Dean searched John Eric’s gaze, and John Eric did his best to look positive and supportive, and Dean grinned. “Thanks, Dad.” He leaned in and, to John Eric’s surprise, hugged him.  
  
Then someone called his name, one of his classmates, and he hurried away.  
  
“John Eric Winchester.”  
  
John Eric turned.  
  
General Jack O’Neill had spoken to John Eric on the phone hundreds of times over the years. He hadn’t sounded like a general, sounded like the kind of man who was up for a good time fishing over some cold beers. The man standing before him had so many decorations on his jacket it was a wonder he could walk. But John Eric recognized the sardonic lift at the corner of his mouth, the brightness in his dark eyes.

“General O’Neill.”  
  
“Please, Jack.”  
  
“Jack.”  
  
“Thanks for keeping an eye on Mini Me.
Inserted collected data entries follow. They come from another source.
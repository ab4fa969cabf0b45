use thiserror::Error;

use super::ConfigurationError;
use crate::services::LedgerError;

/// Failures while creating a contract on the ledger.
#[derive(Error, Debug)]
pub enum DeploymentError {
    #[error("No unlocked accounts available on the ledger")]
    NoAccounts,
    #[error("Contract creation reverted: {0}")]
    Reverted(String),
    #[error(transparent)]
    Configuration(#[from] ConfigurationError),
    #[error("Ledger error: {0}")]
    Ledger(LedgerError),
}

impl From<LedgerError> for DeploymentError {
    fn from(error: LedgerError) -> Self {
        match error {
            LedgerError::Reverted { reason } => DeploymentError::Reverted(reason),
            other => DeploymentError::Ledger(other),
        }
    }
}
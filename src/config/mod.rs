//! Configuration system for the deployment harness.
//!
//! This module handles:
//! - Loading and parsing the networks config file
//! - Environment variable integration
//! - Configuration validation
//! - Type-safe config access

mod harness_config;
pub use harness_config::*;

mod config_file;
pub use config_file::*;

mod error;
pub use error::*;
Officially.”  
  
John Eric glanced over to where Jonathan was standing with Evan, one hand in the small of Evan’s back, the gesture a comfort and proprietary all at once, then glanced back at Jack. “I think he’s pretty good at keeping an eye on himself.”  
  
“That he is. But still, I know me, and someone had to keep an eye on him.”  
  
“Why didn’t you just...keep him?”  
  
“He said he wanted out. I get that.”  
  
“And now he’s back in.”  
  
“That he is.”  
  
John Eric eyed him. “How did you do it? Step through a Stargate for the first time.”  
  
Jack shrugged. “I had orders and nothing to lose.”  
  
“Gained a whole lot, it would seem.”  
  
Jack glanced across the room - at Dr. Jackson, who was involved in a fierce debate with McKay, while Sheppard looked on in amusement. “Indeed.”  
  
There was some kind of in-joke about the word _indeed_ that John Eric wasn’t sure he’d ever understand, but he smiled. “Well, I kept an eye on your boy. Keep an eye on mine?”  
  
“Both eyes,” Jack said.  
  
John Eric scanned the room, found Dean deep in conversation with Jonathan, and knew this was the beginning of goodbye, and the rest of his son’s life. An angel had once told John Eric that his son was going to change the world. John Eric was pretty sure this wasn’t how the angel had meant it, but he knew the angel had been right. Dean was going to change many worlds, and John Eric was proud of him, and finally ready to let him go.


End file.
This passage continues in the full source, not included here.